No More Media Gatekeepers: Curators Are All We Need | Surviving Social Chaos | Scoop.it

Giuseppe Mauriello: This is my “scoop” article for today. I found this article written by Suw Charman-Anderson in November of 2006 from her first professional blog “Strange Attractor”,  now permanently moved to charman-anderson.com.

 

Suw is journalist, social technologist consultant and writer, one of the UK’s social media pioneers. 

Returning to her article... the author describes the scenario of the digital industry at the time (2006), then she raises some interesting  points about the need of content curation and the importance of the curator role. Here are some gems excerpted from it:

“We already have more movies available than any one person can watch; more videos on YouTube; more blogs… more everything.
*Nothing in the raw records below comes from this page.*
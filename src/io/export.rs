//! Export query results to CSV.
//!
//! The export is meant to be easy to consume in spreadsheets or downstream
//! scripts: one `region,date,value` row per observation, regions in key
//! order.

use std::collections::BTreeMap;
use std::fs::File;
use std::io::Write;
use std::path::Path;

use crate::domain::PlotSeries;
use crate::error::{Result, TrendsError};

/// Write one CSV row per (region, date) observation.
pub fn write_series_csv(path: &Path, results: &BTreeMap<String, PlotSeries>) -> Result<()> {
    let io_err = |source| TrendsError::Io {
        path: path.to_path_buf(),
        source,
    };

    let mut file = File::create(path).map_err(io_err)?;
    writeln!(file, "region,date,value").map_err(io_err)?;

    for (key, series) in results {
        for point in series.points() {
            writeln!(file, "{key},{},{}", point.date, point.value).map_err(io_err)?;
        }
    }

    Ok(())
}
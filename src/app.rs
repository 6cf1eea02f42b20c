//! Top-level application orchestration.
//!
//! `src/main.rs` is intentionally tiny; this module is the "real main" that:
//! - installs the tracing subscriber
//! - parses CLI arguments
//! - loads the dataset and builds the derived arena
//! - runs queries and prints/exports the results

use clap::Parser;
use tracing::debug;

use crate::cli::{Cli, Command, DataArgs, QueryArgs};
use crate::dataset::Dataset;
use crate::domain::AnomalyCalendar;
use crate::error::Result;

/// Entry point for the `trends` binary.
pub fn run() -> Result<()> {
    init_tracing();

    let cli = Cli::parse();
    match cli.command {
        Command::Query(args) => handle_query(args),
        Command::Regions(args) => handle_regions(args),
    }
}

/// `RUST_LOG` takes precedence; the fallback stays at `warn` so report
/// output on stdout remains clean.
fn init_tracing() {
    tracing_subscriber::fmt()
        .with_env_filter(
            tracing_subscriber::EnvFilter::try_from_default_env()
                .unwrap_or_else(|_| tracing_subscriber::EnvFilter::new("warn")),
        )
        .with_writer(std::io::stderr)
        .init();
}

fn load_dataset(args: &DataArgs) -> Result<Dataset> {
    let calendar = if args.no_calendar {
        AnomalyCalendar::none()
    } else if let Some(path) = &args.calendar {
        AnomalyCalendar::from_json_file(path)?
    } else {
        AnomalyCalendar::default()
    };

    debug!(
        data_dir = %args.data_dir.display(),
        anomaly_dates = calendar.dates.len(),
        "loading dataset"
    );
    Dataset::load_dir(&args.data_dir, &calendar)
}

fn handle_query(args: QueryArgs) -> Result<()> {
    let dataset = load_dataset(&args.data)?;

    debug!(
        metric = args.metric.name(),
        mode = args.mode.name(),
        regions = args.regions.len(),
        "running query"
    );
    let results = dataset.query(&args.regions, args.metric, args.mode)?;

    if let Some(path) = &args.export {
        crate::io::export::write_series_csv(path, &results)?;
        println!("Wrote {} series to '{}'.", results.len(), path.display());
        return Ok(());
    }

    println!(
        "{}",
        crate::report::format_series_table(&results, args.metric, args.mode)
    );
    Ok(())
}

fn handle_regions(args: DataArgs) -> Result<()> {
    let dataset = load_dataset(&args)?;

    print!("{}", crate::report::format_dataset_summary(&dataset));
    println!();
    for (key, label) in dataset.catalog().list_selectable() {
        println!("{key}\t{label}");
    }
    Ok(())
}
//! Capability-based execution router.
//!
//! This crate provides:
//! - The versioned engine capability registry
//! - Capability extraction from render plans and engine scoring
//! - The plan simplifier used on degradation
//! - The per-job state machine with append-only history
//! - The engine trait with FFmpeg, HTTP and dry-run backends
//! - The router with its bounded degradation ladder, and batch routing

pub mod batch;
pub mod bindings;
pub mod capability;
pub mod config;
pub mod engine;
pub mod engines;
pub mod error;
pub mod metrics;
pub mod registry;
pub mod router;
pub mod scoring;
pub mod simplify;
pub mod state;

#[cfg(test)]
pub(crate) mod test_support;

pub use batch::route_batch;
pub use bindings::EngineBindings;
pub use capability::RequiredCapabilities;
pub use config::RouterConfig;
pub use engine::{EngineJob, EngineStatus, OutputReference, RenderEngine};
pub use engines::{DryRunEngine, FfmpegEngine, HttpEngine};
pub use error::{EngineError, RouterError, RouterResult};
pub use registry::{EngineRegistry, REGISTRY_VERSION};
pub use router::{
    validate_output, CompletedRender, PartialSuccessBundle, RouteConstraints, RouteRequest,
    RouteResult, Router, UpstreamArtifacts,
};
pub use scoring::{rank_engines, score_engine, Disqualified, EngineRanking, EngineScore};
pub use simplify::{simplify, SIMPLIFIED_RESOLUTION};
pub use state::{JobStateContext, TransitionRecord};
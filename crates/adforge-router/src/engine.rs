//! The engine invocation contract.

use adforge_media::{ProgressCallback, RenderProgress};
use adforge_models::{JobId, RenderPlan};
use async_trait::async_trait;
use serde::{Deserialize, Serialize};

use crate::error::EngineError;

/// Everything an engine receives for one attempt.
#[derive(Clone)]
pub struct EngineJob {
    pub job_id: JobId,
    pub plan: RenderPlan,
    pub progress: ProgressCallback,
}

impl EngineJob {
    pub fn report(&self, percent: f64, message: impl Into<String>) {
        (self.progress)(RenderProgress::new(percent, message));
    }
}

/// Where a finished render can be fetched.
#[derive(Debug, Clone, PartialEq, Serialize, Deserialize)]
pub struct OutputReference {
    pub uri: String,
    /// Duration reported by the engine, if any
    #[serde(default, skip_serializing_if = "Option::is_none")]
    pub duration_ms: Option<u64>,
}

/// Answer to a submit or poll call.
#[derive(Debug, Clone, PartialEq)]
pub enum EngineStatus {
    Done(OutputReference),
    /// Accepted but not finished; poll with the ticket
    Queued { ticket: String },
}

/// A rendering backend.
///
/// Local processes and remote services implement the same contract. Errors
/// are returned, never raised past the router.
#[async_trait]
pub trait RenderEngine: Send + Sync {
    fn id(&self) -> &str;

    async fn submit(&self, job: &EngineJob) -> Result<EngineStatus, EngineError>;

    async fn poll(&self, ticket: &str) -> Result<EngineStatus, EngineError> {
        Err(EngineError::rejected(format!(
            "engine '{}' does not support polling (ticket {})",
            self.id(),
            ticket
        )))
    }
}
It’s not like we’re starting from a point of scarcity here. And the flood of stuff is going to turn into a rampaging torrent as more people get online and more people get excited by their ability to participate and create.

In the past, the media acted as gatekeepers.

 

They were the ones that went to the movie previews…
They were the ones who got the advance copy of the game…
They were the arbiters of taste, the people in the know, the ones with the connections needed to get at culture before us plebs got at it.

But we don’t need gatekeepers anymore. We don’t need people who stand between us and our stuff, deciding what to tell us about and what to ignore. We don’t need arbiters of taste.

We do, however, still need help. There’s just too much stuff around for us to know what’s out there, to keep up with what’s good, what works for us, what is worth investigation. What we need are curators.

We need people who can gather together the things that are of interest to us, things that fit with our tastes or challenge us in interesting ways, things that enrich our lives and help us enjoy our time rather than waste it on searching.

Curators already exist. Some are people: Bloggers who sift through tonnes of stuff in order to highlight what they like, and who, if you have the same taste as them, can be invaluable to discovering new things to like.


But curation of the web has barely started. Much of what you could call curation that exists today is flawed: too many noisy opinions and not enough capacity to understand what I as an individual want…”

 

I loved this article and title that the author chose for it.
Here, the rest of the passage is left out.